Chezhian Harinishanth

Personal information
- Born: 16 August 1996 (age 29) Ooty, Tamil Nadu, India
- Batting: Left-handed
- Bowling: Right-arm off break
- Role: Batsman

Domestic team information
- 2019–present: Tamil Nadu

Career statistics
| Competition | LA | T20 |
| Matches | 6 | 19 |
| Runs scored | 120 | 393 |
| Batting average | 20.00 | 26.20 |
| 100s/50s | 0/1 | 0/2 |
| Top score | 73 | 92* |
| Balls bowled | – | 11 |
| Wickets | – | 0 |
| Bowling average | – | – |
| 5 wickets in innings | – | – |
| 10 wickets in match | – | – |
| Best bowling | – | – |
| Catches/stumpings | 3/0 | 4/0 |
- Source: ESPNcricinfo, 11 October 2021

= Chezhian Harinishanth =

Indian cricketer (born 1996)

Chezhian Harinishanth (born 16 August 1996) is an Indian cricketer. He made his Twenty20 debut for Tamil Nadu in the 2018–19 Syed Mushtaq Ali Trophy on 21 February 2019. He made his List A debut on 24 September 2019, for Tamil Nadu in the 2019–20 Vijay Hazare Trophy. He made his first-class debut on 25 December 2019, for Tamil Nadu in the 2019–20 Ranji Trophy.

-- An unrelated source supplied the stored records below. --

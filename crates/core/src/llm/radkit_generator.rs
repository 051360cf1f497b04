//! # Radkit Generator
//!
//! `TextGenerator` backed by radkit's `LlmFunction`. radkit always asks for
//! a structured reply, so the raw completion travels inside a one-field
//! envelope and is unwrapped before it reaches the decoder.

use super::{GenerationError, TextGenerator};
use crate::models::ModelConfig;
use crate::run_llm_function;
use async_trait::async_trait;
use radkit::macros::LLMOutput;
use schemars::JsonSchema;
use serde::{Deserialize, Serialize};

/// Envelope for a free-form completion
#[derive(Debug, Clone, Serialize, Deserialize, JsonSchema, LLMOutput)]
pub struct Completion {
    /// The complete answer exactly as instructed by the system prompt:
    /// a unified diff, a JSON document, or a single sentinel word.
    pub text: String,
}

/// Text generator for any radkit provider
#[derive(Debug, Clone)]
pub struct RadkitGenerator {
    config: ModelConfig,
}

impl RadkitGenerator {
    pub fn new(config: ModelConfig) -> Self {
        Self { config }
    }

    pub fn config(&self) -> &ModelConfig {
        &self.config
    }

    async fn generate(&self, system_prompt: &str, user_content: &str) -> anyhow::Result<String> {
        let system = system_prompt.to_string();
        let input = user_content.to_string();
        let completion = run_llm_function!(&self.config, Completion, system, input)?;
        Ok(completion.text)
    }
}

#[async_trait]
impl TextGenerator for RadkitGenerator {
    async fn complete(
        &self,
        system_prompt: &str,
        user_content: &str,
    ) -> Result<String, GenerationError> {
        tracing::debug!(
            provider = self.config.provider.display_name(),
            model = %self.config.model,
            input_len = user_content.len(),
            "Sending completion request"
        );

        self.generate(system_prompt, user_content)
            .await
            .map_err(|e| GenerationError::classify(&format!("{:#}", e)))
    }
}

He was part of the 2021 Tamil Nadu team that won the Syed Mushtaq Ali Trophy contributing 246 runs at an average of 41 including an innings of 35 runs in the final. In February 2021, Harinishanth was bought by the Chennai Super Kings in the IPL auction ahead of the 2021 Indian Premier League. In February 2022, he was bought by the Chennai Super Kings in the auction for the 2022 Indian Premier League tournament.